• **Exercise prompt**: Please restate, word for word, the lines below that begin at the one with "layer for livestat." and end at the one with "pub mod series;". Leave out all other lines.

═══ The data

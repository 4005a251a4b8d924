//! Data layer for livestat.
//!
//! Loads a monitoring-database dump, derives per-streamer heatmaps, time
//! series and session curves for both platforms, and writes the combined
//! dataset as a browser-loadable artifact.

pub mod aggregator;
pub mod analysis;
pub mod histogram;
pub mod reader;
pub mod series;
pub mod sessions;
pub mod writer;

pub use livestat_core as core;
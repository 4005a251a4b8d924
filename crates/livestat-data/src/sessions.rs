//! Per-session viewer curves for Bilibili streamers.

use std::collections::BTreeMap;

use livestat_core::models::{BilibiliSample, SessionCurve, SessionPoint};
use livestat_core::time_utils::ts_to_iso;

/// Round to one decimal place.
///
/// Rounds the exact binary value with ties to even, so `0.25` becomes `0.2`
/// and `0.15` (stored just below the tie) becomes `0.1`.
fn round1(x: f64) -> f64 {
    format!("{:.1}", x).parse().unwrap_or(x)
}

/// Build one curve per session, ordered by session id.
///
/// Only rows recorded live under a positive session id take part. Within a
/// session, every point's `elapsed_min` is measured from the session's
/// earliest record, so the first point is always `0.0`. Title and start time
/// come from that earliest record.
pub fn session_curves(samples: &[BilibiliSample]) -> Vec<SessionCurve> {
    let mut groups: BTreeMap<i64, Vec<&BilibiliSample>> = BTreeMap::new();
    for sample in samples {
        if let Some(session) = sample.live_session() {
            groups.entry(session).or_default().push(sample);
        }
    }

    groups
        .into_iter()
        .filter_map(|(session, mut records)| {
            records.sort_by_key(|r| r.record_time);
            let first = *records.first()?;
            let origin = first.record_time;

            let mut data_points: Vec<SessionPoint> = records
                .iter()
                .map(|r| SessionPoint {
                    elapsed_min: round1((r.record_time - origin) as f64 / 60.0),
                    record_time_iso: ts_to_iso(r.record_time, BilibiliSample::TIME_UNIT),
                    online_num: r.online_num,
                    guard_num: r.guard_num,
                    attention: r.attention,
                })
                .collect();
            data_points.sort_by(|a, b| a.elapsed_min.total_cmp(&b.elapsed_min));

            Some(SessionCurve {
                live_time: session,
                start_iso: ts_to_iso(origin, BilibiliSample::TIME_UNIT),
                title: first.title.clone(),
                data_points,
            })
        })
        .collect()
}

// ── Tests ─────────────────────────────────────────────────────────────────────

══════

• **Expected output**:
//! Data layer for livestat.
//!
//! Loads a monitoring-database dump, derives per-streamer heatmaps, time
//! series and session curves for both platforms, and writes the combined
//! dataset as a browser-loadable artifact.

pub mod aggregator;
pub mod analysis;
pub mod histogram;
pub mod reader;
pub mod series;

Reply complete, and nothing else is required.